Data extract
# # # # # # #

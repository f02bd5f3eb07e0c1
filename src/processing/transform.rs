//! Per-frame transforms: passthrough, grayscale and thresholded Sobel edges.

use std::sync::Arc;

use tracing::instrument;

use super::mode::{ModeControl, ProcessingMode};
use super::raster::ProcessedRaster;
use crate::error::{PipelineError, Result};

/// Gradient magnitude above which an interior pixel becomes an edge.
pub const EDGE_THRESHOLD: f64 = 50.0;

const SOBEL_X: [[i32; 3]; 3] = [[-1, 0, 1], [-2, 0, 2], [-1, 0, 1]];
const SOBEL_Y: [[i32; 3]; 3] = [[-1, -2, -1], [0, 0, 0], [1, 2, 1]];

/// Luminance with BT.601 weights, rounded to nearest.
#[inline]
pub fn luminance(r: u8, g: u8, b: u8) -> u8 {
    (0.299 * f64::from(r) + 0.587 * f64::from(g) + 0.114 * f64::from(b))
        .round()
        .min(255.0) as u8
}

/// Apply `mode` to `raster`.
pub fn transform(raster: ProcessedRaster, mode: ProcessingMode) -> Result<ProcessedRaster> {
    let mut scratch = Scratch::default();
    apply(raster, mode, &mut scratch)
}

/// Transform engine bound to a shared [`ModeControl`].
///
/// Keeps its intermediate gray/edge planes between frames.
pub struct TransformEngine {
    mode: Arc<ModeControl>,
    scratch: Scratch,
}

impl TransformEngine {
    pub fn new(mode: Arc<ModeControl>) -> Self {
        Self {
            mode,
            scratch: Scratch::default(),
        }
    }

    pub fn mode_control(&self) -> &Arc<ModeControl> {
        &self.mode
    }

    /// Read the mode once, then transform the whole raster with it.
    #[instrument(skip(self, raster), fields(seq = raster.meta.sequence))]
    pub fn process(&mut self, raster: ProcessedRaster) -> Result<(ProcessingMode, ProcessedRaster)> {
        let mode = self.mode.get();
        let out = apply(raster, mode, &mut self.scratch)?;
        Ok((mode, out))
    }
}

#[derive(Default)]
struct Scratch {
    gray: Vec<u8>,
    edges: Vec<u8>,
}

impl Scratch {
    fn prepare(&mut self, len: usize) -> Result<()> {
        for buf in [&mut self.gray, &mut self.edges] {
            buf.clear();
            buf.try_reserve_exact(len)
                .map_err(|e| PipelineError::AllocationFailure(format!("scratch plane: {e}")))?;
            buf.resize(len, 0);
        }
        Ok(())
    }
}

fn apply(mut raster: ProcessedRaster, mode: ProcessingMode, scratch: &mut Scratch) -> Result<ProcessedRaster> {
    let (w, h) = raster.dimensions();
    if w < 1 || h < 1 || raster.data().len() != w as usize * h as usize * 4 {
        return Err(PipelineError::dimensions(w, h));
    }

    match mode {
        ProcessingMode::Raw => {}
        ProcessingMode::Grayscale => grayscale_in_place(raster.data_mut()),
        ProcessingMode::EdgeDetect => {
            grayscale_in_place(raster.data_mut());
            edge_detect_in_place(&mut raster, scratch)?;
        }
    }

    Ok(raster)
}

fn grayscale_in_place(data: &mut [u8]) {
    for px in data.chunks_exact_mut(4) {
        let gray = luminance(px[0], px[1], px[2]);
        px[0] = gray;
        px[1] = gray;
        px[2] = gray;
    }
}

/// Expects grayscale content. Border pixels are not computed and end up 0.
fn edge_detect_in_place(raster: &mut ProcessedRaster, scratch: &mut Scratch) -> Result<()> {
    let (w, h) = (raster.width() as usize, raster.height() as usize);
    scratch.prepare(w * h)?;

    for (g, px) in scratch.gray.iter_mut().zip(raster.data().chunks_exact(4)) {
        *g = px[0];
    }

    for y in 1..h.saturating_sub(1) {
        for x in 1..w.saturating_sub(1) {
            let (gx, gy) = sobel_at(&scratch.gray, w, x, y);
            scratch.edges[y * w + x] = if is_edge(gx, gy) { 255 } else { 0 };
        }
    }

    for (px, &edge) in raster.data_mut().chunks_exact_mut(4).zip(scratch.edges.iter()) {
        px[0] = edge;
        px[1] = edge;
        px[2] = edge;
    }
    Ok(())
}

/// Horizontal and vertical Sobel responses at an interior pixel of a
/// row-major gray plane of width `w`.
pub fn sobel_at(gray: &[u8], w: usize, x: usize, y: usize) -> (i32, i32) {
    let mut gx = 0;
    let mut gy = 0;
    for ky in 0..3 {
        let row = (y + ky - 1) * w;
        for kx in 0..3 {
            let v = i32::from(gray[row + x + kx - 1]);
            gx += v * SOBEL_X[ky][kx];
            gy += v * SOBEL_Y[ky][kx];
        }
    }
    (gx, gy)
}

#[inline]
fn is_edge(gx: i32, gy: i32) -> bool {
    let magnitude = f64::from(gx * gx + gy * gy).sqrt().min(255.0);
    magnitude > EDGE_THRESHOLD
}
//! Frame processing: format conversion and mode-selected transforms.

pub mod convert;
pub mod mode;
pub mod raster;
pub mod transform;

pub use convert::convert;
pub use mode::{ModeControl, ProcessingMode};
pub use raster::ProcessedRaster;
pub use transform::{transform, TransformEngine};
//! Processing mode selection.

use std::fmt;
use std::str::FromStr;
use std::sync::atomic::{AtomicU8, Ordering};

use serde::{Deserialize, Serialize};
use tracing::{error, info};

/// Transform applied to each frame.
#[derive(Debug, Clone, Copy, PartialEq, Eq, Hash, Default, Serialize, Deserialize)]
#[serde(rename_all = "snake_case")]
#[repr(u8)]
pub enum ProcessingMode {
    #[default]
    Raw = 0,
    Grayscale = 1,
    EdgeDetect = 2,
}

impl ProcessingMode {
    pub const ALL: [ProcessingMode; 3] = [Self::Raw, Self::Grayscale, Self::EdgeDetect];

    /// Raw -> Grayscale -> EdgeDetect -> Raw
    pub fn next(self) -> Self {
        match self {
            Self::Raw => Self::Grayscale,
            Self::Grayscale => Self::EdgeDetect,
            Self::EdgeDetect => Self::Raw,
        }
    }

    pub fn from_index(index: u8) -> Option<Self> {
        match index {
            0 => Some(Self::Raw),
            1 => Some(Self::Grayscale),
            2 => Some(Self::EdgeDetect),
            _ => None,
        }
    }

    pub fn index(self) -> u8 {
        self as u8
    }

    pub fn as_str(self) -> &'static str {
        match self {
            Self::Raw => "raw",
            Self::Grayscale => "grayscale",
            Self::EdgeDetect => "edge_detect",
        }
    }
}

impl fmt::Display for ProcessingMode {
    fn fmt(&self, f: &mut fmt::Formatter<'_>) -> fmt::Result {
        f.write_str(self.as_str())
    }
}

impl FromStr for ProcessingMode {
    type Err = String;

    fn from_str(s: &str) -> Result<Self, Self::Err> {
        match s.to_ascii_lowercase().as_str() {
            "raw" => Ok(Self::Raw),
            "grayscale" | "gray" => Ok(Self::Grayscale),
            "edge_detect" | "edge" | "canny" => Ok(Self::EdgeDetect),
            other => Err(format!("unknown processing mode '{other}'")),
        }
    }
}

/// Lock-free shared mode cell.
///
/// Writers are mode-control commands; the transform engine reads it once per
/// frame.
#[derive(Debug, Default)]
pub struct ModeControl(AtomicU8);

impl ModeControl {
    pub fn new(mode: ProcessingMode) -> Self {
        Self(AtomicU8::new(mode.index()))
    }

    pub fn get(&self) -> ProcessingMode {
        // Only valid indices are ever stored.
        ProcessingMode::from_index(self.0.load(Ordering::Acquire)).unwrap_or_default()
    }

    pub fn set(&self, mode: ProcessingMode) {
        self.0.store(mode.index(), Ordering::Release);
        info!("Process mode set to: {}", mode);
    }

    /// Set by numeric index. Out-of-range values are logged and ignored.
    pub fn set_index(&self, index: u8) -> bool {
        match ProcessingMode::from_index(index) {
            Some(mode) => {
                self.set(mode);
                true
            }
            None => {
                error!("Invalid process mode: {}", index);
                false
            }
        }
    }

    /// Advance to the next mode and return it.
    pub fn cycle(&self) -> ProcessingMode {
        let prev = self
            .0
            .fetch_update(Ordering::AcqRel, Ordering::Acquire, |i| {
                let mode = ProcessingMode::from_index(i).unwrap_or_default();
                Some(mode.next().index())
            })
            .unwrap_or_default();
        let mode = ProcessingMode::from_index(prev).unwrap_or_default().next();
        info!("Process mode cycled to: {}", mode);
        mode
    }
}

# # # # # # #

Brief
Say how many lines in the listing above include the word "dimensions". Nothing but the number is needed.

Written response
2